Masculin. Perdre le milieu Automatique traduire
с 7 по 20 Декабря
OMELCHENKO GALLERY
Староконюшенный пер., д.32
Москва
Le philosophe de l’art Hans Sedlmayr a écrit au XXe siècle le livre «La perte du milieu». Il y présente une version personnelle de ce qui est arrivé à l’art dans son évolution du Moyen Âge au modernisme. Et selon Sedlmayr, une catastrophe s’est produite : l’atténuation de tout ce qui est divin, le remplacement de Dieu par des idoles et des imitations.
Au cours du développement de la civilisation, la foi, y compris en nous-mêmes, s’est estompée. Au Moyen Âge, à la Renaissance, au baroque, le Temple, l’église, se trouvaient au centre du monde. Dans les temps modernes : musée et théâtre. Dans le plus récent – Entreprise industrielle, Bureau. Une personne perd son soutien à la structure significative de l’univers. Les perspectives gigantesques de significations concernant Dieu, donnant l’espoir d’une vie éternelle et donnant un sens à la vie terrestre, sont remplacées par un monde dans lequel il y a un trou au centre. Et ce trou est censé être recouvert par les fantômes du divertissement ou des affaires. Et l’homme se tient nu, perdu, seul dans un Univers vide.
Je pense que l’art de Tanya Strelbitskaya dépeint cette tragédie dans ses images avec une âme et des articulations disloquées. Et ses personnages principaux sont des représentants du sexe fort, qui peuvent en fait s’avérer très faibles.
Après la Seconde Guerre mondiale, il est devenu évident que la civilisation machiste masculine a subi une défaite écrasante dans la crise la plus profonde de l’humanisme en tant que tel. Les tentatives de restauration sont aujourd’hui vouées à l’échec. Après la fin de la Seconde Guerre mondiale, des artistes sont apparus sur un front puissant en Europe, niant tout canon et toute beauté dans l’art.
L’auto-humiliation, littéralement - piétiner la terre, détruire une belle image - telles sont les méthodes de traitement des blessures saignantes causées par la guerre. La réaction aux atrocités du nazisme a été l’humiliation et l’autodérision de l’art, la relégation de l’artiste au rôle de victime plutôt que de génie. Michel Tapie, Jean Dubuffet, Vols, Fautrier et l’association internationale CoBrA sont devenus les fondateurs des styles Art Brut, Tachisme et Informel. Les artistes se sont montrés adeptes du «matérialisme» - une peinture brute réalisée comme à la spatule sur du plâtre. Dans ce tableau, l’essentiel était la pâte elle-même, la terre de substance. Il suintait du sang, d’étranges mutants en étaient nés, soit des monstres, soit des humains. Ils se tordaient et souffraient. Les blessures de guerre et les traumatismes mentaux devaient être surmontés par un geste artistique honnête.
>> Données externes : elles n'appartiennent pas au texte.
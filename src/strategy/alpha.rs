use crate::foundation::core::Frame;
use crate::foundation::error::UnveilResult;
use crate::foundation::math::value_of_percent;
use crate::raster::composite::over_scaled_frame;
use crate::raster::grayscale::grayscale;
use crate::strategy::{ExecutionModel, RevealStrategy, StepDomain, ensure_prepared};

/// Cross-fades the source image over a grayscale placeholder: the source is
/// drawn with its alpha scaled by the progress percent.
#[derive(Debug, Default)]
pub struct AlphaBlend {
    placeholder: Option<Frame>,
}

impl AlphaBlend {
    /// Create the strategy. All derived state is built in `prepare`.
    pub fn new() -> Self {
        Self::default()
    }
}

impl RevealStrategy for AlphaBlend {
    fn prepare(&mut self, source: &Frame) -> UnveilResult<Frame> {
        let placeholder = grayscale(source);
        self.placeholder = Some(placeholder.clone());
        Ok(placeholder)
    }

    fn compute_frame(
        &mut self,
        source: &Frame,
        _current: &Frame,
        step: u32,
    ) -> UnveilResult<Frame> {
        let placeholder = ensure_prepared(self.placeholder.as_ref())?;
        // Exact endpoints: percent 0 is the placeholder, percent 100 the
        // source, byte for byte.
        if step == 0 {
            return Ok(placeholder.clone());
        }
        if step >= 100 {
            return Ok(source.clone());
        }
        let alpha = value_of_percent(255, step) as u8;
        over_scaled_frame(placeholder, source, alpha)
    }

    fn cleanup(&mut self) {
        self.placeholder = None;
    }

    fn step_domain(&self) -> StepDomain {
        StepDomain::Percent
    }

    fn preferred_model(&self) -> ExecutionModel {
        ExecutionModel::Sync
    }
}

#[cfg(test)]
#[path = "../../tests/unit/strategy/alpha.rs"]
mod tests;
L’artiste unique, le gourou de l’art non officiel d’aujourd’hui, Tanya Strelbitskaya, a pris sur elle la croix et la responsabilité de souffrir à nouveau de toutes les crampes et de toutes les douleurs de l’Art Brut. Contrairement au brillant porteur de l’idée du punk brut, Basquiat, Strelbitskaya a projeté cette méthode non pas sur une biographie spécifique, mais sur le genre masculin dans son ensemble. Leaders, guerriers, leaders… Sur ses toiles, ils pleurent et souffrent. Leurs corps sont disloqués, leurs postures sont brisées. La surface rugueuse du tableau façonne leurs personnages comme un relief, rendant leurs visages semblables aux masques de scène d’Œdipe, Tirésias, Achille ou Pierrot de la comediadell’arte. La civilisation masculine de Strelbitskaya n’est pas du tout composée de dirigeants, mais d’enfants victimes d’un monde cruel. Ils nécessitent protection et attention. Et le renouveau de l’esthétique «sale» de l’Art Brut devient une thérapie unique, selon les principes du contraste – faisant appel à la tendresse, à la compassion, à l’amour.
L’un des portraits de l’exposition est dédié au réalisateur Roman Viktyuk. Roman Viktyuk était un mentor, un ami et un modèle d’honneur et de vérité en matière de créativité pour Tanya Strelbitskaya. Il savait de manière unique exposer l’anatomie de l’âme, en utilisant tous les styles violents et brutaux de l’art théâtral, du drame brechtien au cabaret guignol. Viktyuk a réussi à démystifier le mythe du héros sans crainte ni reproche, à révéler cette chose cachée et sans défense qui détermine l’essence, le noyau du caractère. La série d’images semble incarner cette essence réfléchie et anti-héroïque de la poétique de Strelbitskaya, influencée par l’expressionnisme, l’art brut et la méthode d’anatomie de l’âme du théâtre Viktyuk.